Paris, 24 octobre 1822.
Monsieur et bien cher confrère.
Votre aimable lettre est venue me surprendre doucement dans un moment de bonheur. J’ai toujours attaché aux preuves de votre bienveillante amitié un bien grand prix, et dans l’instant où j’en ai reçu ce dernier témoignage, il m’a fait d’autant plus de plaisir que c’était comme si quelque chose de vous, monsieur et cher ami, assistait à ma félicité.
Je ne veux pas que vous appreniez par d’autres que moi que je suis marié, que je viens d’unir ma vie à la plus douce, à la plus angélique et à la plus adorée des femmes. Vous avez contribué à ce que vous voulez bien appeler mes succès, vous avez pris part à mon malheur, je ne doute pas que vous ne ressentiez également toute ma joie.
Je suis heureux que la lecture de ce recueil vous ait présenté quelque intérêt, et plus heureux encore de la conformité de sentiments que vous me manifestez avec tant de grâce.
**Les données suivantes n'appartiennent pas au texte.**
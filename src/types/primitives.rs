//! Fixed-size identifiers and numeric newtypes shared by every ledger shape.

use std::cmp::Ordering;
use std::fmt;
use std::str::FromStr;

use base64::{engine::general_purpose::STANDARD, Engine as _};
use serde::{Deserialize, Deserializer, Serialize, Serializer};

use crate::crypto;
use crate::error::{ExplorerError, Result};

pub const HASH_SIZE: usize = 32;

/// Number of checksum bytes appended to an unlock hash in its text form.
pub const UNLOCK_HASH_CHECKSUM_SIZE: usize = 6;

/// A 32-byte identifier. Blocks, transactions, outputs, addresses and
/// contracts all share this namespace.
#[derive(Clone, Copy, PartialEq, Eq, Hash, PartialOrd, Ord, Default)]
pub struct Hash(pub [u8; HASH_SIZE]);

impl Hash {
    pub const ZERO: Hash = Hash([0u8; HASH_SIZE]);

    pub fn is_zero(&self) -> bool {
        *self == Hash::ZERO
    }

    pub fn as_bytes(&self) -> &[u8; HASH_SIZE] {
        &self.0
    }

    pub fn to_hex(&self) -> String {
        hex::encode(self.0)
    }

    /// Zero hashes stand for "absent" in daemon payloads.
    pub fn non_zero(self) -> Option<Hash> {
        if self.is_zero() {
            None
        } else {
            Some(self)
        }
    }
}

impl From<[u8; HASH_SIZE]> for Hash {
    fn from(bytes: [u8; HASH_SIZE]) -> Self {
        Hash(bytes)
    }
}

impl FromStr for Hash {
    type Err = ExplorerError;

    fn from_str(s: &str) -> Result<Self> {
        if s.len() != HASH_SIZE * 2 {
            return Err(ExplorerError::InvalidInput(format!(
                "hash must be a {}-character hex string, got {} characters",
                HASH_SIZE * 2,
                s.len()
            )));
        }
        let mut bytes = [0u8; HASH_SIZE];
        hex::decode_to_slice(s, &mut bytes)
            .map_err(|e| ExplorerError::InvalidInput(format!("invalid hex hash: {}", e)))?;
        Ok(Hash(bytes))
    }
}

impl fmt::Display for Hash {
    fn fmt(&self, f: &mut fmt::Formatter<'_>) -> fmt::Result {
        f.write_str(&self.to_hex())
    }
}

impl fmt::Debug for Hash {
    fn fmt(&self, f: &mut fmt::Formatter<'_>) -> fmt::Result {
        write!(f, "Hash({})", self.to_hex())
    }
}

impl Serialize for Hash {
    fn serialize<S: Serializer>(&self, serializer: S) -> std::result::Result<S::Ok, S::Error> {
        serializer.serialize_str(&self.to_hex())
    }
}

impl<'de> Deserialize<'de> for Hash {
    fn deserialize<D: Deserializer<'de>>(deserializer: D) -> std::result::Result<Self, D::Error> {
        let s = String::deserialize(deserializer)?;
        s.parse().map_err(serde::de::Error::custom)
    }
}

/// Parses a caller-supplied lookup key: either a bare 64-char hash or a
/// 76-char checksummed address.
pub fn parse_lookup_hash(input: &str) -> Result<Hash> {
    let trimmed = input.trim().to_ascii_lowercase();
    if trimmed.len() == (HASH_SIZE + UNLOCK_HASH_CHECKSUM_SIZE) * 2 {
        return trimmed.parse::<UnlockHash>().map(|uh| uh.0);
    }
    trimmed.parse()
}

/// An address. Its text form carries a checksum of the first six bytes of
/// the BLAKE2b-256 digest of the hash.
#[derive(Clone, Copy, PartialEq, Eq, Hash, Default, Debug)]
pub struct UnlockHash(pub Hash);

impl UnlockHash {
    pub fn checksum(&self) -> [u8; UNLOCK_HASH_CHECKSUM_SIZE] {
        let digest = crypto::hash_bytes(self.0.as_bytes());
        let mut out = [0u8; UNLOCK_HASH_CHECKSUM_SIZE];
        out.copy_from_slice(&digest.0[..UNLOCK_HASH_CHECKSUM_SIZE]);
        out
    }
}

impl FromStr for UnlockHash {
    type Err = ExplorerError;

    fn from_str(s: &str) -> Result<Self> {
        // lengths below are byte counts; slicing is only sound on ASCII
        if !s.is_ascii() {
            return Err(ExplorerError::InvalidInput(
                "address must be hex characters only".to_string(),
            ));
        }
        match s.len() {
            64 => Ok(UnlockHash(s.parse()?)),
            76 => {
                let hash: Hash = s[..64].parse()?;
                let uh = UnlockHash(hash);
                let mut given = [0u8; UNLOCK_HASH_CHECKSUM_SIZE];
                hex::decode_to_slice(&s[64..], &mut given).map_err(|e| {
                    ExplorerError::InvalidInput(format!("invalid address checksum hex: {}", e))
                })?;
                if given != uh.checksum() {
                    return Err(ExplorerError::InvalidInput(
                        "address checksum does not match".to_string(),
                    ));
                }
                Ok(uh)
            }
            n => Err(ExplorerError::InvalidInput(format!(
                "address must be 64 or 76 hex characters, got {}",
                n
            ))),
        }
    }
}

impl fmt::Display for UnlockHash {
    fn fmt(&self, f: &mut fmt::Formatter<'_>) -> fmt::Result {
        write!(f, "{}{}", self.0.to_hex(), hex::encode(self.checksum()))
    }
}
J’espère, quand la deuxième édition de ces Odes paraîtra, ce qui ne tardera pas, sans doute, qu’elles seront moins indignes de votre attention, monsieur, et de celle de tous les hommes éclairés dont j’ambitionne le suffrage.
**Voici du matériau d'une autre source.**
//! Hashing and deterministic ID derivation.
//!
//! Output and contract IDs are never assigned by the daemon; they are derived
//! from the creating block or transaction and a position. Transaction-created
//! IDs hash the full signature-free transaction encoding (see
//! [`crate::encoding`]), not the transaction ID. These formulas are part of
//! the daemon's wire contract and must not drift.

use blake2::{digest::consts::U32, Blake2b, Digest};

use crate::encoding::encode_transaction_body;
use crate::types::{Hash, Specifier, Transaction};

type Blake2b256 = Blake2b<U32>;

pub const SPECIFIER_SIACOIN_OUTPUT: Specifier = Specifier::new(b"siacoin output");
pub const SPECIFIER_FILE_CONTRACT: Specifier = Specifier::new(b"file contract");
pub const SPECIFIER_STORAGE_PROOF: Specifier = Specifier::new(b"storage proof");

/// BLAKE2b-256 of raw bytes.
pub fn hash_bytes(data: &[u8]) -> Hash {
    let mut hasher = Blake2b256::new();
    hasher.update(data);
    Hash(hasher.finalize().into())
}

/// Incremental encoder for hashing a sequence of fields.
struct IdHasher(Blake2b256);

impl IdHasher {
    fn new() -> Self {
        IdHasher(Blake2b256::new())
    }

    fn specifier(mut self, spec: &Specifier) -> Self {
        self.0.update(spec.as_bytes());
        self
    }

    fn hash(mut self, hash: &Hash) -> Self {
        self.0.update(hash.as_bytes());
        self
    }

    fn raw(mut self, bytes: &[u8]) -> Self {
        self.0.update(bytes);
        self
    }

    fn flag(mut self, value: bool) -> Self {
        self.0.update([value as u8]);
        self
    }

    fn index(mut self, index: u64) -> Self {
        self.0.update(index.to_le_bytes());
        self
    }

    fn finish(self) -> Hash {
        Hash(self.0.finalize().into())
    }
}

/// IDs derived from one transaction. Encodes the body once so a scan over
/// many outputs does not re-encode it per index.
pub struct TransactionIds {
    body: Vec<u8>,
}

impl TransactionIds {
    pub fn new(tx: &Transaction) -> Self {
        let mut body = Vec::new();
        encode_transaction_body(tx, &mut body);
        TransactionIds { body }
    }

    /// `H(body)`
    pub fn transaction_id(&self) -> Hash {
        hash_bytes(&self.body)
    }

    /// `H("siacoin output" ‖ body ‖ i)`
    pub fn siacoin_output(&self, index: u64) -> Hash {
        IdHasher::new()
            .specifier(&SPECIFIER_SIACOIN_OUTPUT)
            .raw(&self.body)
            .index(index)
            .finish()
    }

    /// `H("file contract" ‖ body ‖ i)`
    pub fn file_contract(&self, index: u64) -> Hash {
        IdHasher::new()
            .specifier(&SPECIFIER_FILE_CONTRACT)
            .raw(&self.body)
            .index(index)
            .finish()
    }
}

pub fn transaction_id(tx: &Transaction) -> Hash {
    TransactionIds::new(tx).transaction_id()
}

/// `H(blockID ‖ i)`
pub fn miner_payout_id(block_id: &Hash, index: u64) -> Hash {
    IdHasher::new().hash(block_id).index(index).finish()
}

pub fn siacoin_output_id(tx: &Transaction, index: u64) -> Hash {
    TransactionIds::new(tx).siacoin_output(index)
}

pub fn file_contract_id(tx: &Transaction, index: u64) -> Hash {
    TransactionIds::new(tx).file_contract(index)
}

/// `H("storage proof" ‖ contractID ‖ valid ‖ j)`. The proof flag keeps valid
/// and missed outputs of the same contract apart.
pub fn storage_proof_output_id(contract_id: &Hash, valid: bool, index: u64) -> Hash {
    IdHasher::new()
        .specifier(&SPECIFIER_STORAGE_PROOF)
        .hash(contract_id)
        .flag(valid)
        .index(index)
        .finish()
}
Je sais que M. de Rességuier est à Paris depuis quatre ou cinq jours ; il est venu me voir et j’ai été assez maladroit et assez malheureux pour être absent de chez moi dans ce moment-là. Je compte néanmoins le voir bientôt, et je remplirai avec bonheur votre commission près de lui. En attendant les détails que cet aimable confrère vous donnera sans doute beaucoup mieux que moi sur Clytemnestre, je vous dirai que ce bel ouvrage va être représenté à la fin du mois, que Saül le suivra immédiatement sur le second théâtre, et que notre excellent confrère Soumet va devoir à ces deux magnifiques ouvrages une gloire immense et unique. Rien, dans cette prédiction, ne m’est inspiré par l’amitié.
Adieu donc ; recevez de nouveau tous mes remerciements pour le plaisir bien doux que m’apportent vos lettres, et croyez, monsieur, que le plus cher de mes titres sera toujours celui de votre confrère, de votre serviteur et de votre ami,
Victor H.
M. Soumet, auquel j’ai montré votre bonne lettre, vous remercie et vous aime comme moi, mais non plus que moi.